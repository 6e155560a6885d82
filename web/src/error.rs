use std::error::Error as StdError;

use axum::http::StatusCode;
use axum::response::{IntoResponse, Response};

pub type Result<T> = core::result::Result<T, Error>;

/// Errors surfaced by the web layer, either as HTTP responses or as the
/// reason the server could not start.
#[derive(Debug)]
pub struct Error {
    pub source: Option<Box<dyn StdError + Send + Sync>>,
    pub error_kind: WebErrorKind,
}

#[derive(Debug, PartialEq)]
pub enum WebErrorKind {
    /// No route matches the request path.
    NotFound,
    /// The listening socket could not be bound.
    Bind { addr: String },
    Internal,
}

impl Error {
    pub fn not_found() -> Self {
        Self {
            source: None,
            error_kind: WebErrorKind::NotFound,
        }
    }

    pub fn bind(addr: &str, err: std::io::Error) -> Self {
        Self {
            source: Some(Box::new(err)),
            error_kind: WebErrorKind::Bind {
                addr: addr.to_string(),
            },
        }
    }
}

impl StdError for Error {
    fn source(&self) -> Option<&(dyn StdError + 'static)> {
        self.source
            .as_ref()
            .map(|e| e.as_ref() as &(dyn StdError + 'static))
    }
}

impl std::fmt::Display for Error {
    fn fmt(&self, fmt: &mut std::fmt::Formatter) -> core::result::Result<(), std::fmt::Error> {
        match (&self.error_kind, &self.source) {
            (WebErrorKind::Bind { addr }, Some(source)) => {
                write!(fmt, "failed to bind {addr}: {source}")
            }
            (WebErrorKind::Bind { addr }, None) => write!(fmt, "failed to bind {addr}"),
            (kind, Some(source)) => write!(fmt, "{kind:?}: {source}"),
            (kind, None) => write!(fmt, "{kind:?}"),
        }
    }
}

// List of possible StatusCode variants https://docs.rs/http/latest/http/status/struct.StatusCode.html
impl IntoResponse for Error {
    fn into_response(self) -> Response {
        match self.error_kind {
            WebErrorKind::NotFound => (StatusCode::NOT_FOUND, "NOT FOUND").into_response(),
            WebErrorKind::Bind { .. } | WebErrorKind::Internal => {
                (StatusCode::INTERNAL_SERVER_ERROR, "INTERNAL SERVER ERROR").into_response()
            }
        }
    }
}

impl From<std::io::Error> for Error {
    fn from(err: std::io::Error) -> Self {
        Self {
            source: Some(Box::new(err)),
            error_kind: WebErrorKind::Internal,
        }
    }
}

#### [TASK REQUIREMENTS]
Write out the material above exactly, leaving out no line.

#### [SOLVED PROBLEM]
repository 6e155560a6885d82
filename web/src/error.rs
use std::error::Error as StdError;

use axum::http::StatusCode;
use axum::response::{IntoResponse, Response};

pub type Result<T> = core::result::Result<T, Error>;

/// Errors surfaced by the web layer, either as HTTP responses or as the
/// reason the server could not start.
#[derive(Debug)]
pub struct Error {
    pub source: Option<Box<dyn StdError + Send + Sync>>,
    pub error_kind: WebErrorKind,
}

#[derive(Debug, PartialEq)]
pub enum WebErrorKind {
    /// No route matches the request path.
    NotFound,
    /// The listening socket could not be bound.
    Bind { addr: String },
    Internal,
}

impl Error {
    pub fn not_found() -> Self {
        Self {
            source: None,
            error_kind: WebErrorKind::NotFound,
        }
    }

    pub fn bind(addr: &str, err: std::io::Error) -> Self {
        Self {
            source: Some(Box::new(err)),
            error_kind: WebErrorKind::Bind {
                addr: addr.to_string(),
            },
        }
    }
}

impl StdError for Error {
    fn source(&self) -> Option<&(dyn StdError + 'static)> {
        self.source
            .as_ref()
            .map(|e| e.as_ref() as &(dyn StdError + 'static))
    }
}

impl std::fmt::Display for Error {
    fn fmt(&self, fmt: &mut std::fmt::Formatter) -> core::result::Result<(), std::fmt::Error> {
        match (&self.error_kind, &self.source) {
            (WebErrorKind::Bind { addr }, Some(source)) => {
                write!(fmt, "failed to bind {addr}: {source}")
            }
            (WebErrorKind::Bind { addr }, None) => write!(fmt, "failed to bind {addr}"),
            (kind, Some(source)) => write!(fmt, "{kind:?}: {source}"),
            (kind, None) => write!(fmt, "{kind:?}"),
        }
    }
}

// List of possible StatusCode variants https://docs.rs/http/latest/http/status/struct.StatusCode.html
impl IntoResponse for Error {
    fn into_response(self) -> Response {
        match self.error_kind {
            WebErrorKind::NotFound => (StatusCode::NOT_FOUND, "NOT FOUND").into_response(),
            WebErrorKind::Bind { .. } | WebErrorKind::Internal => {
                (StatusCode::INTERNAL_SERVER_ERROR, "INTERNAL SERVER ERROR").into_response()
            }
        }
    }
}

impl From<std::io::Error> for Error {
    fn from(err: std::io::Error) -> Self {
        Self {
            source: Some(Box::new(err)),
            error_kind: WebErrorKind::Internal,
        }
    }
}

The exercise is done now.